**Exercise objective:**
For the data below, restate word for word only the lines from the line containing "the server to" through the line containing "pub struct ClientConfig", both ends included.

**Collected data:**
————

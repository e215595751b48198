//! HTTP client for the shared RSVP store.
//!
//! This module provides the `RemoteClient` used by the sync layer to read and
//! replace the server-side collection. The client never retries on its own;
//! retry policy belongs to the caller.

pub mod error;
pub mod remote;

pub use error::ApiError;
pub use remote::{PushReceipt, RemoteClient, RemoteSnapshot};
//! Configuration module for the RSVP server and sync client.
//!
//! All configuration is loaded from environment variables with sensible defaults.

use std::env;
use std::net::SocketAddr;
use std::path::PathBuf;
use std::str::FromStr;
use std::time::Duration;

use crate::sync::SyncOptions;

/// Application name used for the cache directory
const APP_NAME: &str = "rsvp";

/// Log output format.
#[derive(Debug, Clone, Copy, PartialEq, Eq)]
pub enum LogFormat {
    Pretty,
    Json,
}

impl LogFormat {
    fn parse(s: &str) -> Self {
        if s.eq_ignore_ascii_case("json") {
            LogFormat::Json
        } else {
            LogFormat::Pretty
        }
    }
}

/// Server configuration loaded from environment variables.
#[derive(Debug, Clone)]
pub struct Config {
    /// Path to SQLite database file
    pub db_path: PathBuf,
    /// Address to bind the server to
    pub bind_addr: SocketAddr,
    /// Log level (trace, debug, info, warn, error)
    pub log_level: String,
    /// Log output format
    pub log_format: LogFormat,
}

impl Config {
    /// Load configuration from environment variables.
    pub fn from_env() -> Self {
        dotenvy::dotenv().ok();

        let db_path = env::var("RSVP_DB_PATH")
            .unwrap_or_else(|_| "./data/rsvp.sqlite".to_string())
            .into();

        let bind_addr = env::var("RSVP_BIND_ADDR")
            .unwrap_or_else(|_| "127.0.0.1:8080".to_string())
            .parse()
            .expect("Invalid RSVP_BIND_ADDR format");

        let log_level = env::var("RSVP_LOG_LEVEL").unwrap_or_else(|_| "info".to_string());

        let log_format = env::var("RSVP_LOG_FORMAT")
            .map(|s| LogFormat::parse(&s))
            .unwrap_or(LogFormat::Pretty);

        Self {
            db_path,
            bind_addr,
            log_level,
            log_format,
        }
    }
}

/// Sync client configuration loaded from environment variables.
#[derive(Debug, Clone)]
pub struct ClientConfig {
    /// Base URL of the RSVP server
    pub server_url: String,
    /// Directory holding the local cache files
    pub cache_dir: PathBuf,
    /// Timeout applied to every remote call
    pub request_timeout: Duration,
    /// Retry, duplicate-check and refresh policy
    pub sync: SyncOptions,
}

impl ClientConfig {
    /// Load configuration from environment variables.
    pub fn from_env() -> Self {
        dotenvy::dotenv().ok();

        let server_url = env::var("RSVP_SERVER_URL")
            .unwrap_or_else(|_| "http://127.0.0.1:8080".to_string())
            .trim_end_matches('/')
            .to_string();

        let cache_dir = env::var("RSVP_CACHE_DIR")
            .map(PathBuf::from)
            .unwrap_or_else(|_| default_cache_dir());

        let defaults = SyncOptions::default();
        let sync = SyncOptions {
            max_attempts: env_parse("RSVP_SYNC_ATTEMPTS").unwrap_or(defaults.max_attempts),
            retry_delay: env_parse("RSVP_SYNC_RETRY_DELAY_MS")
                .map(Duration::from_millis)
                .unwrap_or(defaults.retry_delay),
            check_duplicates: env_parse("RSVP_DUPLICATE_CHECK")
                .unwrap_or(defaults.check_duplicates),
            refresh_interval: env_parse("RSVP_REFRESH_SECS")
                .map(Duration::from_secs)
                .unwrap_or(defaults.refresh_interval),
        };

        let request_timeout = env_parse("RSVP_REQUEST_TIMEOUT_SECS")
            .map(Duration::from_secs)
            .unwrap_or(Duration::from_secs(10));

        Self {
            server_url,
            cache_dir,
            request_timeout,
            sync,
        }
    }
}

fn default_cache_dir() -> PathBuf {
    dirs::cache_dir()
        .unwrap_or_else(|| PathBuf::from("."))
        .join(APP_NAME)
}

fn env_parse<T: FromStr>(key: &str) -> Option<T> {
    let value = env::var(key).ok()?;
    match value.trim().parse() {
        Ok(parsed) => Some(parsed),
        Err(_) => {
            tracing::warn!(key, value = %value, "Ignoring unparseable setting");
            None
        }
    }
}

#[cfg(test)]
mod tests {
    use super::*;

    // Server and client defaults share process env, so they are checked in one test.
    #[test]
    fn test_default_config() {
        env::remove_var("RSVP_DB_PATH");
        env::remove_var("RSVP_BIND_ADDR");
        env::remove_var("RSVP_LOG_LEVEL");
        env::remove_var("RSVP_LOG_FORMAT");
        env::remove_var("RSVP_SERVER_URL");
        env::remove_var("RSVP_CACHE_DIR");
        env::remove_var("RSVP_SYNC_ATTEMPTS");
        env::remove_var("RSVP_SYNC_RETRY_DELAY_MS");
        env::remove_var("RSVP_DUPLICATE_CHECK");
        env::remove_var("RSVP_REFRESH_SECS");
        env::remove_var("RSVP_REQUEST_TIMEOUT_SECS");

        let config = Config::from_env();
        assert_eq!(config.db_path, PathBuf::from("./data/rsvp.sqlite"));
        assert_eq!(config.bind_addr.to_string(), "127.0.0.1:8080");
        assert_eq!(config.log_level, "info");
        assert_eq!(config.log_format, LogFormat::Pretty);

        let client = ClientConfig::from_env();
        assert_eq!(client.server_url, "http://127.0.0.1:8080");
        assert!(client.cache_dir.ends_with(APP_NAME));
        assert_eq!(client.request_timeout, Duration::from_secs(10));
        assert_eq!(client.sync.max_attempts, 3);
        assert_eq!(client.sync.retry_delay, Duration::from_secs(1));
        assert!(client.sync.check_duplicates);
        assert_eq!(client.sync.refresh_interval, Duration::from_secs(30));
    }

    #[test]
    fn test_log_format_parse() {
        assert_eq!(LogFormat::parse("JSON"), LogFormat::Json);
        assert_eq!(LogFormat::parse("pretty"), LogFormat::Pretty);
        assert_eq!(LogFormat::parse("anything"), LogFormat::Pretty);
    }
}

————

**Exercise response:**
    /// Address to bind the server to
    pub bind_addr: SocketAddr,
    /// Log level (trace, debug, info, warn, error)
    pub log_level: String,
    /// Log output format
    pub log_format: LogFormat,
}

impl Config {
    /// Load configuration from environment variables.
    pub fn from_env() -> Self {
        dotenvy::dotenv().ok();

        let db_path = env::var("RSVP_DB_PATH")
            .unwrap_or_else(|_| "./data/rsvp.sqlite".to_string())
            .into();

        let bind_addr = env::var("RSVP_BIND_ADDR")
            .unwrap_or_else(|_| "127.0.0.1:8080".to_string())
            .parse()
            .expect("Invalid RSVP_BIND_ADDR format");

        let log_level = env::var("RSVP_LOG_LEVEL").unwrap_or_else(|_| "info".to_string());

        let log_format = env::var("RSVP_LOG_FORMAT")
            .map(|s| LogFormat::parse(&s))
            .unwrap_or(LogFormat::Pretty);

        Self {
            db_path,
            bind_addr,
            log_level,
            log_format,
        }
    }
}

/// Sync client configuration loaded from environment variables.
#[derive(Debug, Clone)]
pub struct ClientConfig {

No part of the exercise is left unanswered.